Hoje de manhã. Adega a ser arrumada, máquina de pressão a fazer sair manchas do chão, sanitizer a ser aplicado, cheiro bom a mosto. A vindima no campo acabou, a sabedoria nos lagares e cubas começou. Manobras de trasfega na gestão das capacidades e distribuição dos lotes pelo vasilhame, conforme os objectivos. O Delfim e o David ajustavam as quantidades. Esvaziada de vinho, no fim duma pequena cuba que tinha de ceder o espaço para o mosto deste ano, uns litros de borras do estágio de meses dum tinto que foi para a sua última fase antes de engarrafamento. As borras iriam para o lixo, para os efluentes a tratar.
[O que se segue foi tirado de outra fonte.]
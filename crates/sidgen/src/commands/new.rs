//! Interactive page generation command.

use std::fs;
use std::io;
use std::path::{Path, PathBuf};

use anyhow::{Context, Result};
use serde::Deserialize;
use sidgen_scaffold::{materialize, Console, ScaffoldConfig, ScaffoldOutcome};

/// Configuration file structure (sidgen.toml).
#[derive(Debug, Deserialize, Default)]
struct ConfigFile {
    #[serde(default)]
    site: SiteConfig,
}

#[derive(Debug, Deserialize)]
struct SiteConfig {
    #[serde(default = "default_projects_dir")]
    projects_dir: String,
    #[serde(default = "default_images_dir")]
    images_dir: String,
}

impl Default for SiteConfig {
    fn default() -> Self {
        Self {
            projects_dir: default_projects_dir(),
            images_dir: default_images_dir(),
        }
    }
}

fn default_projects_dir() -> String {
    "projects".to_string()
}
fn default_images_dir() -> String {
    "images/projects".to_string()
}

/// Load configuration from sidgen.toml if it exists.
/// Returns an error if the config file exists but is malformed.
fn load_config(path: &Path) -> Result<ConfigFile> {
    if path.exists() {
        let content = fs::read_to_string(path)
            .with_context(|| format!("Failed to read {}", path.display()))?;
        let config: ConfigFile = toml::from_str(&content)
            .with_context(|| format!("Failed to parse {}", path.display()))?;
        tracing::info!("Loaded config from {}", path.display());
        return Ok(config);
    }
    Ok(ConfigFile::default())
}

/// Run the new command.
pub async fn run(config_path: &Path) -> Result<()> {
    let file_config = load_config(config_path)?;

    let config = ScaffoldConfig {
        projects_dir: PathBuf::from(&file_config.site.projects_dir),
        images_dir: PathBuf::from(&file_config.site.images_dir),
    };

    let stdin = io::stdin();
    let stdout = io::stdout();
    let mut console = Console::new(stdin.lock(), stdout.lock());

    match materialize(&mut console, &config)? {
        ScaffoldOutcome::Created {
            html_path,
            images_path,
        } => {
            tracing::info!("Generated {}", html_path.display());
            tracing::info!("Image folder: {}", images_path.display());
        }
        ScaffoldOutcome::Aborted => {
            tracing::info!("No files were created.");
        }
    }

    Ok(())
}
Fiquei com elas e trouxe-as para casa num garrafão dos de Água do Luso. Filtrei-as para decanters, com simples filtros de café: o melhor tinto de Trás-os-Montes provado cá em casa neste Verão! Um field-blend de tourigas, alfrocheiro, tintas roriz e amarela. Só que este field-blend, que poderia ser obtido em qualquer parte no que diz respeito às castas, em mais sítio nenhum seria possível no que diz respeito ao terroir, ao climat, ao local excepcional desta vinha de Portugal: na zona das Fragas do Rio Sabor, Talhas, Macedo de Cavaleiros.
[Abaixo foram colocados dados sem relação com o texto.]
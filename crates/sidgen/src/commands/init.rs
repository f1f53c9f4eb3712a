//! Initialize a site configuration.

use std::fs;
use std::path::Path;

use anyhow::{Context, Result};

/// Run the init command.
pub async fn run(config_path: &Path, yes: bool) -> Result<()> {
    if config_path.exists() && !yes {
        tracing::warn!(
            "{} already exists. Use --yes to overwrite.",
            config_path.display()
        );
        return Ok(());
    }

    fs::write(config_path, DEFAULT_CONFIG)
        .with_context(|| format!("Failed to write {}", config_path.display()))?;
    tracing::info!("Created {}", config_path.display());

    for dir in ["projects", "images/projects"] {
        let path = Path::new(dir);
        if !path.exists() {
            fs::create_dir_all(path).with_context(|| format!("Failed to create {dir}"))?;
            tracing::info!("Created {dir}/");
        }
    }

    tracing::info!("Run 'sidgen new' to generate a project page.");

    Ok(())
}

const DEFAULT_CONFIG: &str = r#"# Sidgen Configuration

[site]
# Directory where generated project pages are written
projects_dir = "projects"

# Directory under which per-project image folders are created
images_dir = "images/projects"
"#;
A CVR de Trás-os-Montes está num momento charneira da sua existência. Amigo, como sou, da direcção cessante, conhecedor que sou dos diferentes vinhos de Trás-os-Montes, e amigo, como espero ser, da direcção que se seguirá, permita-se-me escrever duas linhas a seu respeito e dá-las a ler sobre este importante assunto.
A grande oportunidade dos vinhos em Portugal, hoje, é para os vinhos de Trás-os-Montes. É a região que mais pode crescer, é a região que mais tem a lucrar com dar-se a conhecer, é a que maior potencial tem para encarar o futuro do sector. Os seus associados têm uma palavra importante a dizer, evidentemente, mas há algumas linhas mestras, entre outras, que podem e devem ser gizadas num momento como este.
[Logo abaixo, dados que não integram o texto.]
//! Line-oriented console prompting.

use std::io::{BufRead, Write};

/// Answers accepted as "yes" by [`Console::confirm`]. Compared after
/// trimming and lowercasing; everything else, including a blank line,
/// counts as "no".
const AFFIRMATIVE: &[&str] = &["j", "ja", "y", "yes"];

/// Errors that can occur while prompting.
#[derive(Debug, thiserror::Error)]
pub enum PromptError {
    #[error("Input stream closed before a valid answer was given")]
    InputClosed,

    #[error("Console I/O error: {0}")]
    Io(#[from] std::io::Error),
}

/// A prompt/response console over arbitrary reader and writer handles.
///
/// Production code hands in locked stdin/stdout; tests drive it with an
/// `io::Cursor` script and a `Vec<u8>` transcript.
pub struct Console<R, W> {
    reader: R,
    // Crate-visible so collector and materializer tests can inspect the
    // transcript.
    pub(crate) writer: W,
}

impl<R: BufRead, W: Write> Console<R, W> {
    pub fn new(reader: R, writer: W) -> Self {
        Self { reader, writer }
    }

    fn read_line(&mut self) -> Result<String, PromptError> {
        let mut line = String::new();
        if self.reader.read_line(&mut line)? == 0 {
            return Err(PromptError::InputClosed);
        }
        Ok(line.trim().to_string())
    }

    /// Print a prompt (no trailing newline) and read one trimmed line.
    pub(crate) fn ask(&mut self, prompt: &str) -> Result<String, PromptError> {
        write!(self.writer, "{prompt}")?;
        self.writer.flush()?;
        self.read_line()
    }

    /// Print a full line of output.
    pub fn say(&mut self, message: &str) -> Result<(), PromptError> {
        writeln!(self.writer, "{message}")?;
        Ok(())
    }

    /// Prompt until a non-empty (after trimming) value is entered.
    pub fn non_empty(&mut self, prompt: &str) -> Result<String, PromptError> {
        loop {
            let value = self.ask(prompt)?;
            if !value.is_empty() {
                return Ok(value);
            }
            self.say("Fältet får inte vara tomt.")?;
        }
    }

    /// Prompt until an integer of at least `min` is entered.
    ///
    /// A blank answer when `min` is 0 returns 0. Legacy escape hatch for
    /// optional counts: a blank entry is indistinguishable from an explicit
    /// "0". No current caller passes `min = 0`.
    pub fn int_min(&mut self, prompt: &str, min: i64) -> Result<i64, PromptError> {
        loop {
            let raw = self.ask(prompt)?;
            if raw.is_empty() && min == 0 {
                return Ok(0);
            }
            let value: i64 = match raw.parse() {
                Ok(v) => v,
                Err(_) => {
                    self.say("Skriv ett heltal.")?;
                    continue;
                }
            };
            if value < min {
                self.say(&format!("Talet måste vara minst {min}."))?;
                continue;
            }
            return Ok(value);
        }
    }

    /// Ask a yes/no question. Only the fixed affirmative set counts as yes.
    pub fn confirm(&mut self, prompt: &str) -> Result<bool, PromptError> {
        let answer = self.ask(&format!("{prompt} (j/n): "))?;
        Ok(AFFIRMATIVE.contains(&answer.to_lowercase().as_str()))
    }
}

#[cfg(test)]
mod tests {
    use super::*;
    use std::io::Cursor;

    fn console(input: &str) -> Console<Cursor<Vec<u8>>, Vec<u8>> {
        Console::new(Cursor::new(input.as_bytes().to_vec()), Vec::new())
    }

    #[test]
    fn non_empty_reprompts_on_blank_lines() {
        let mut c = console("\n   \nVäglampa\n");

        let value = c.non_empty("Titel: ").unwrap();

        assert_eq!(value, "Väglampa");
        let transcript = String::from_utf8(c.writer).unwrap();
        assert_eq!(transcript.matches("Fältet får inte vara tomt.").count(), 2);
    }

    #[test]
    fn int_min_rejects_garbage_and_low_values() {
        let mut c = console("abc\n0\n3\n");

        let value = c.int_min("Antal: ", 1).unwrap();

        assert_eq!(value, 3);
        let transcript = String::from_utf8(c.writer).unwrap();
        assert!(transcript.contains("Skriv ett heltal."));
        assert!(transcript.contains("Talet måste vara minst 1."));
    }

    #[test]
    fn int_min_rejects_negative_numbers() {
        let mut c = console("-2\n5\n");

        let value = c.int_min("Antal: ", 1).unwrap();

        assert_eq!(value, 5);
        let transcript = String::from_utf8(c.writer).unwrap();
        assert!(transcript.contains("Talet måste vara minst 1."));
    }

    #[test]
    fn blank_means_zero_when_minimum_is_zero() {
        let mut c = console("\n");

        assert_eq!(c.int_min("Antal: ", 0).unwrap(), 0);
    }

    #[test]
    fn blank_is_not_zero_when_minimum_is_one() {
        let mut c = console("\n1\n");

        assert_eq!(c.int_min("Antal: ", 1).unwrap(), 1);
        let transcript = String::from_utf8(c.writer).unwrap();
        assert!(transcript.contains("Skriv ett heltal."));
    }

    #[test]
    fn confirm_accepts_the_affirmative_set() {
        for answer in ["j", "ja", "y", "yes", "J", "JA", "Yes", "  ja  "] {
            let mut c = console(&format!("{answer}\n"));
            assert!(c.confirm("Fortsätt?").unwrap(), "answer: {answer:?}");
        }
    }

    #[test]
    fn confirm_rejects_everything_else() {
        for answer in ["", "no", "n", "maybe", "jaa", "yes!"] {
            let mut c = console(&format!("{answer}\n"));
            assert!(!c.confirm("Fortsätt?").unwrap(), "answer: {answer:?}");
        }
    }

    #[test]
    fn confirm_appends_answer_hint() {
        let mut c = console("j\n");
        c.confirm("Vill du använda detta namn?").unwrap();

        let transcript = String::from_utf8(c.writer).unwrap();
        assert!(transcript.contains("Vill du använda detta namn? (j/n): "));
    }

    #[test]
    fn exhausted_input_is_an_error() {
        let mut c = console("\n");

        // First blank line triggers a re-prompt; then the script runs dry.
        let result = c.non_empty("Titel: ");

        assert!(matches!(result, Err(PromptError::InputClosed)));
    }
}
Uma nova visão para a Região. Há que definir sub-regiões, algumas delas incompreensivelmente não definidas ainda: a das Arribas do Douro, com a sua dinâmica própria e os espanhóis do lado de lá a aguardar um movimento de sinergia; a das Fragas ou Fraguedos do Sabor, a definir no mapa mas uma realidade de facto pelos vinhos que produz com uma qualidade muito acima da média e com um carácter distintivo; a das Arcas e Agrochão, já legível nos trabalhos do Visconde de Vila Maior… no século XIX! – tal como a das Arribas do Douro, que várias páginas ocuparam a este autor e outros autores e em diversas obras; e outras, como a que corresponde aos gneisses de Valpaços e Mirandela, ou a dos vinhos de altitude, uma realidade que hoje é de considerar, tal como a das micro-subregiões encravadas nos Vales da Oura e outros, ou daqueles que historicamente se têm afirmado como vinhos-bandeira das marcas produzidas em Trás-os-Montes. Os caracteres correspondentes às vinhas e aos vinhos justificam plenamente esta revisão geográfica, aliás, sustentados por estudos que têm sido produzidos pela investigação superior, muitos deles já divulgados em reuniões científicas em diversos fóruns.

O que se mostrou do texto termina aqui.